Supplément au voyage de bougainville
Denis Diderot
Denis Diderot (1713-1784) rédige en 1772 un dialogue intitulé Supplément au Voyage de Bougainville dans lequel il réagit à la publication en 1771 du Voyage autour du Monde du navigateur. Ce dernier avait mené une expédition scientifique qui l’avait conduit notamment à Tahiti, dont il avait ramené un habitant en Europe. Curieux de tout, aimant le savoir, Diderot est aussi un défenseur infatigable des droits de la personne humaine. Son ouvrage fait dialoguer deux interlocuteurs, A et B, B étant plus spécialement l’interprète de l’auteur. Dans la 2ème partie du dialogue intitulé « Les adieux du vieillard », il fait parler un vieux tahitien qui prédit d’abord un avenir funeste à ses compatriotes, puis reproche de façon vibrante aux européens des bouleversements qu’ils ont provoqué sur l’île. Nous verrons d’abord ce qui rend son discours vivant et persuasif, puis quel réquisitoire il dresse aux européens avant d’examiner en quoi et comment une forme d’utopie nous renvoie à l’esprit des Lumières.
I] Un discours vivant et persuasif
A)d’abord parce que la situation d’énonciation créée l’impression d’une communication directe.
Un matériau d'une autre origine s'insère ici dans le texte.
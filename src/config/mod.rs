//! City generation config.
//!
//! Every field has a default, so partial RON/JSON files are accepted. Loading
//! always validates; a config that parses but fails validation is rejected
//! as a whole.

use serde::{Deserialize, Serialize};
use std::path::Path;

use crate::constants::*;
use crate::error::{ensure_finite, ensure_positive, ConfigLoadError, GenerationError};
use crate::generation::{AreaBounds, PlacementParams, SizeRange};

#[derive(Debug, Clone, PartialEq, Serialize, Deserialize)]
#[serde(default)]
pub struct CityConfig {
    pub city_seed: u64,
    pub building_count: u32,
    pub city_width: f32,
    pub city_depth: f32,
    pub min_gap: f32,
    pub width_range: SizeRange,
    pub depth_range: SizeRange,
    pub height_range: SizeRange,
    pub max_attempts_per_target: u32,
    pub road_spacing: f32,
    pub road_width: f32,
    pub vehicle_count: u32,
    pub vehicle_speed: f32,
    pub vehicle_wrap_margin: f32,
    pub patrol: PatrolConfig,
}

impl Default for CityConfig {
    fn default() -> Self {
        let (w_lo, w_hi) = DEFAULT_WIDTH_RANGE;
        let (h_lo, h_hi) = DEFAULT_HEIGHT_RANGE;
        Self {
            city_seed: DEFAULT_CITY_SEED,
            building_count: DEFAULT_BUILDING_COUNT,
            city_width: DEFAULT_CITY_WIDTH,
            city_depth: DEFAULT_CITY_DEPTH,
            min_gap: DEFAULT_MIN_GAP,
            width_range: SizeRange::new(w_lo, w_hi),
            depth_range: SizeRange::new(w_lo, w_hi),
            height_range: SizeRange::new(h_lo, h_hi),
            max_attempts_per_target: DEFAULT_ATTEMPTS_PER_TARGET,
            road_spacing: DEFAULT_ROAD_SPACING,
            road_width: DEFAULT_ROAD_WIDTH,
            vehicle_count: DEFAULT_VEHICLE_COUNT,
            vehicle_speed: DEFAULT_VEHICLE_SPEED,
            vehicle_wrap_margin: DEFAULT_VEHICLE_WRAP_MARGIN,
            patrol: PatrolConfig::default(),
        }
    }
}

impl CityConfig {
    pub fn bounds(&self) -> AreaBounds {
        AreaBounds {
            width: self.city_width,
            depth: self.city_depth,
        }
    }

    pub fn placement_params(&self) -> PlacementParams {
        PlacementParams {
            target_count: self.building_count,
            bounds: self.bounds(),
            width_range: self.width_range,
            depth_range: self.depth_range,
            height_range: self.height_range,
            min_gap: self.min_gap,
            max_attempts_per_target: self.max_attempts_per_target,
        }
    }

    pub fn validate(&self) -> Result<(), GenerationError> {
        self.placement_params().validate()?;
        ensure_positive("road_spacing", self.road_spacing)?;
        ensure_positive("road_width", self.road_width)?;
        ensure_finite("vehicle_speed", self.vehicle_speed)?;
        if self.vehicle_speed < 0.0 {
            return Err(GenerationError::invalid("vehicle_speed", "must be >= 0"));
        }
        ensure_finite("vehicle_wrap_margin", self.vehicle_wrap_margin)?;
        if self.vehicle_wrap_margin < 0.0 {
            return Err(GenerationError::invalid(
                "vehicle_wrap_margin",
                "must be >= 0",
            ));
        }
        self.patrol.validate()
    }

    pub fn from_ron_str(s: &str) -> Result<Self, ConfigLoadError> {
        let config: Self = ron::from_str(s).map_err(|e| ConfigLoadError::Parse {
            format: "ron",
            message: e.to_string(),
        })?;
        config.validate()?;
        Ok(config)
    }

    pub fn from_json_str(s: &str) -> Result<Self, ConfigLoadError> {
        let config: Self = serde_json::from_str(s).map_err(|e| ConfigLoadError::Parse {
            format: "json",
            message: e.to_string(),
        })?;
        config.validate()?;
        Ok(config)
    }

    pub fn to_ron(&self) -> String {
        ron::ser::to_string_pretty(self, ron::ser::PrettyConfig::default()).unwrap_or_default()
    }

    pub fn to_json(&self) -> String {
        serde_json::to_string_pretty(self).unwrap_or_default()
    }
}

#[derive(Debug, Clone, PartialEq, Serialize, Deserialize)]
#[serde(default)]
pub struct PatrolConfig {
    pub waypoint_count: u32,
    pub spawn_area: AreaBounds,
    pub reach_threshold: f32,
    pub wait_time: f32,
}

impl Default for PatrolConfig {
    fn default() -> Self {
        let (width, depth) = DEFAULT_PATROL_AREA;
        Self {
            waypoint_count: DEFAULT_WAYPOINT_COUNT,
            spawn_area: AreaBounds { width, depth },
            reach_threshold: DEFAULT_REACH_THRESHOLD,
            wait_time: DEFAULT_WAIT_TIME,
        }
    }
}

impl PatrolConfig {
    pub fn validate(&self) -> Result<(), GenerationError> {
        self.spawn_area.validate()?;
        ensure_finite("reach_threshold", self.reach_threshold)?;
        if self.reach_threshold < 0.0 {
            return Err(GenerationError::invalid("reach_threshold", "must be >= 0"));
        }
        ensure_finite("wait_time", self.wait_time)?;
        if self.wait_time < 0.0 {
            return Err(GenerationError::invalid("wait_time", "must be >= 0"));
        }
        Ok(())
    }
}

/// Load and validate a config file; format is chosen by extension
pub fn load_from_path(path: impl AsRef<Path>) -> Result<CityConfig, ConfigLoadError> {
    let path = path.as_ref();
    let content = std::fs::read_to_string(path)?;

    let config = match path.extension().and_then(|e| e.to_str()) {
        Some("ron") => CityConfig::from_ron_str(&content)?,
        Some("json") => CityConfig::from_json_str(&content)?,
        other => {
            return Err(ConfigLoadError::UnsupportedFormat(
                other.unwrap_or("").to_string(),
            ))
        }
    };

    tracing::info!(path = %path.display(), seed = config.city_seed, "Loaded city config");
    Ok(config)
}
On a un discours rapporté au style direct, avec des guillemets, les pronoms « toi », « nous », « vous ». On a également des modalités expressives ( !, ?) qui traduisent la passion qu’il met à parler, de ce qu’il ressent. Ca nous interpelle. Le « nous » peut permettre de nous identifier. Les temps sont majoritairement le présent et le passé composé qui renvoient à l’énonciation.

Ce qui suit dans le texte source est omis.